Y del mismo modo que leyendo a Lenin podía verse que los derechos del individuo no iban a ser respetados en un sistema comunista, estudiando las premisas de la Ilustración aparece bien claro que la Modernidad no cubriría las necesidades globales del ser humano. No basta con la razón —ha escrito Luis Racionero— para que una sociedad sea justa, solidaria y equilibrada. Para que haya equilibrio en la persona y en la sociedad, se necesita atender, junto con la razón, a la voluntad y a la sensibilidad. La persona y la sociedad deben proponerse buscar lo bueno, lo verdadero y lo bello; y eso supone hablar de voluntad, inteligencia y sentimientos; y a su vez de la ética, la ciencia y el arte. Cuando se idolatra un método de la inteligencia, como es la razón, sin encumbrar a su altura la ética y la estética, se desequilibra al individuo y la sociedad. Ese ha sido el fracaso de la Ilustración.
Fracasó por creer que de la razón se deriva automáticamente la ética, lo cual se ha demostrado falso al contrastarse con la realidad. La razón no puede ser salvada por la razón. Eso sería ilusorio. Esos crímenes han demostrado lo que puede llegar a hacer el hombre. Y hemos visto cómo la razón no ha impedido nada.
Los ilustrados creían que mostrando al hombre lo razonable, este lo adoptaría, y la razón sería suficiente para organizar la sociedad. Pero no ha sido así. No basta con proclamar lo razonable para que los hombres lo practiquen.
El comportamiento humano está lleno de sombras y de matices ajenos a la razón, que campan por sus respetos moviendo resortes de la voluntad y el corazón. Es salvar el honor de la razón —aseguraba Jean-Marie Lustiger— reconocer los peligros que encierra. La razón está en los hombres concretos, y está por tanto sujeta a errores. Puede ofuscarse, puede llegar al extravío, incluso a la perversión. Concebir la razón como la gran soberana, independiente del bien que debe buscar el hombre, es quizá como ponerse en manos de un ordenador: es un instrumento muy capaz, procesa gran cantidad de datos que toma del exterior, todo su desarrollo es perfectamente lógico, pero alguien tiene que asegurar que está bien programado. La verdadera fe es una guía insustituible, pues es evidente la razón puede extraviarse.
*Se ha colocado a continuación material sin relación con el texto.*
use crate::ir::WorkflowGraph;
use crate::ports::{input_ports, output_ports, Port};
use serde::Serialize;

pub const STEP_PANEL_WIDTH: f32 = 200.0;
pub const PORT_PANEL_WIDTH: f32 = 180.0;
pub const PORT_PANEL_HEIGHT: f32 = 80.0;
pub const ROW_HEIGHT: f32 = 18.0;
const CLOSE_RADIUS: f32 = 8.0;

/// Port listing for a clicked step, anchored to the right of the node.
#[derive(Debug, Clone, PartialEq, Serialize)]
#[serde(rename_all = "camelCase")]
pub struct StepDetails {
    pub node_id: String,
    pub label: String,
    pub x: f32,
    pub y: f32,
    pub width: f32,
    pub height: f32,
    pub inputs: Vec<Port>,
    pub outputs: Vec<Port>,
}

impl StepDetails {
    pub fn new(graph: &WorkflowGraph, node_id: &str, center: (f32, f32)) -> Option<Self> {
        let step = graph.steps.get(node_id)?;
        let inputs = input_ports(graph, node_id);
        let outputs = output_ports(graph, node_id);
        let mut height = 50.0;
        if !inputs.is_empty() {
            height += 30.0 + ROW_HEIGHT * inputs.len() as f32;
        }
        if !outputs.is_empty() {
            height += 40.0 + ROW_HEIGHT * outputs.len() as f32;
        }
        Some(Self {
            node_id: node_id.to_string(),
            label: step.label.clone(),
            x: center.0 + 80.0,
            y: center.1,
            width: STEP_PANEL_WIDTH,
            height: height.max(80.0),
            inputs,
            outputs,
        })
    }
}

/// Name and type of a single clicked port.
#[derive(Debug, Clone, PartialEq, Serialize)]
#[serde(rename_all = "camelCase")]
pub struct PortDetails {
    pub node_id: String,
    pub port: Port,
    pub x: f32,
    pub y: f32,
    pub width: f32,
    pub height: f32,
}

impl PortDetails {
    pub fn new(node_id: &str, port: Port, center: (f32, f32), radius: f32) -> Self {
        Self {
            node_id: node_id.to_string(),
            port,
            x: center.0 + radius + 20.0,
            y: center.1 - 10.0,
            width: PORT_PANEL_WIDTH,
            height: PORT_PANEL_HEIGHT,
        }
    }
}

#[derive(Debug, Clone, PartialEq, Serialize)]
#[serde(tag = "kind", rename_all = "lowercase")]
pub enum DetailsPanel {
    Step(StepDetails),
    Port(PortDetails),
}

impl DetailsPanel {
    pub fn node_id(&self) -> &str {
        match self {
            DetailsPanel::Step(step) => &step.node_id,
            DetailsPanel::Port(port) => &port.node_id,
        }
    }

    pub fn close_center(&self) -> (f32, f32) {
        match self {
            DetailsPanel::Step(p) => (p.x + p.width - 10.0, p.y + 10.0),
            DetailsPanel::Port(p) => (p.x + p.width - 12.0, p.y + 12.0),
        }
    }

    /// Whether the scene point hits the close button.
    pub fn hits_close(&self, x: f32, y: f32) -> bool {
        let (cx, cy) = self.close_center();
        (x - cx).hypot(y - cy) <= CLOSE_RADIUS
    }

    pub fn contains(&self, x: f32, y: f32) -> bool {
        let (px, py, w, h) = match self {
            DetailsPanel::Step(p) => (p.x, p.y, p.width, p.height),
            DetailsPanel::Port(p) => (p.x, p.y, p.width, p.height),
        };
        x >= px && x <= px + w && y >= py && y <= py + h
    }
}

#[cfg(test)]
mod tests {
    use super::*;
    use crate::cwl_type::CwlType;
    use crate::parser::build_from_value;
    use crate::ports::PortSide;
    use serde_json::json;

    #[test]
    fn step_panel_grows_with_ports() {
        let graph = build_from_value(&json!({
            "class": "Workflow",
            "inputs": {"x": "File"},
            "steps": {
                "s1": {"in": {"a": "x", "b": "x"}, "out": ["y"]},
                "bare": {"in": {}, "out": []}
            },
            "outputs": {}
        }))
        .unwrap();
        let panel = StepDetails::new(&graph, "s1", (100.0, 100.0)).unwrap();
        assert_eq!((panel.x, panel.y), (180.0, 100.0));
        assert_eq!(panel.height, 50.0 + 30.0 + 36.0 + 40.0 + 18.0);
        assert_eq!(panel.inputs.len(), 2);

        let bare = StepDetails::new(&graph, "bare", (0.0, 0.0)).unwrap();
        assert_eq!(bare.height, 80.0);
        assert!(StepDetails::new(&graph, "x", (0.0, 0.0)).is_none());
    }

    #[test]
    fn close_button_hit_test() {
        let port = Port {
            id: "o".into(),
            name: "o".into(),
            ty: CwlType::any(),
            side: PortSide::Output,
        };
        let panel = DetailsPanel::Port(PortDetails::new("s", port, (100.0, 100.0), 41.0));
        let (cx, cy) = panel.close_center();
        assert_eq!((cx, cy), (161.0 + 180.0 - 12.0, 102.0));
        assert!(panel.hits_close(cx + 3.0, cy - 3.0));
        assert!(!panel.hits_close(cx - 40.0, cy));
        assert!(panel.contains(200.0, 120.0));
        assert_eq!(panel.node_id(), "s");
    }
}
No quiero con esto menospreciar la razón, sino todo lo contrario. La razón es una de las más nobles capacidades que distinguen a la especie humana, y nos alegra ver sus triunfos, y las conquistas de la ciencia, y su lucha por construir un mundo mejor. Pero conviene recordar siempre la limitación humana, así como el orden natural impuesto por Dios, que permite al hombre preservar su dignidad y evitar muchos errores.
La historia está llena de cadáveres ideológicos, y a nadie le extraña encontrarlos perfectamente alineados cuando vuelve la vista atrás para aprender de la historia. Y entre ellos, salpicados a lo largo de los siglos, puede verse a toda una legión de profetas que han ido asegurando —sobre todo en los últimos doscientos años— la pronta y definitiva desaparición de la religión y de la Iglesia.
Sin embargo, la historia muestra que son precisamente los que con tanta pasión hacen esas condenas y esas profecías quienes desaparecen uno tras otro, mientras la Iglesia continúa adelante después de dos mil años, y la religiosidad sigue siendo una constante en todas las civilizaciones de todos los tiempos.
La Iglesia, que ha presenciado catástrofes que barrieron imperios enteros, atestigua con su mera subsistencia la fuerza que late en ella. “Los pueblos pasan —observaba Napoléon—, los tronos y las dinastías se derrumban, pero la Iglesia permanece.” Algo que hace sospechar que el hecho religioso forma parte de la naturaleza del hombre, y que la Iglesia está alentada por un espíritu que no es de origen humano.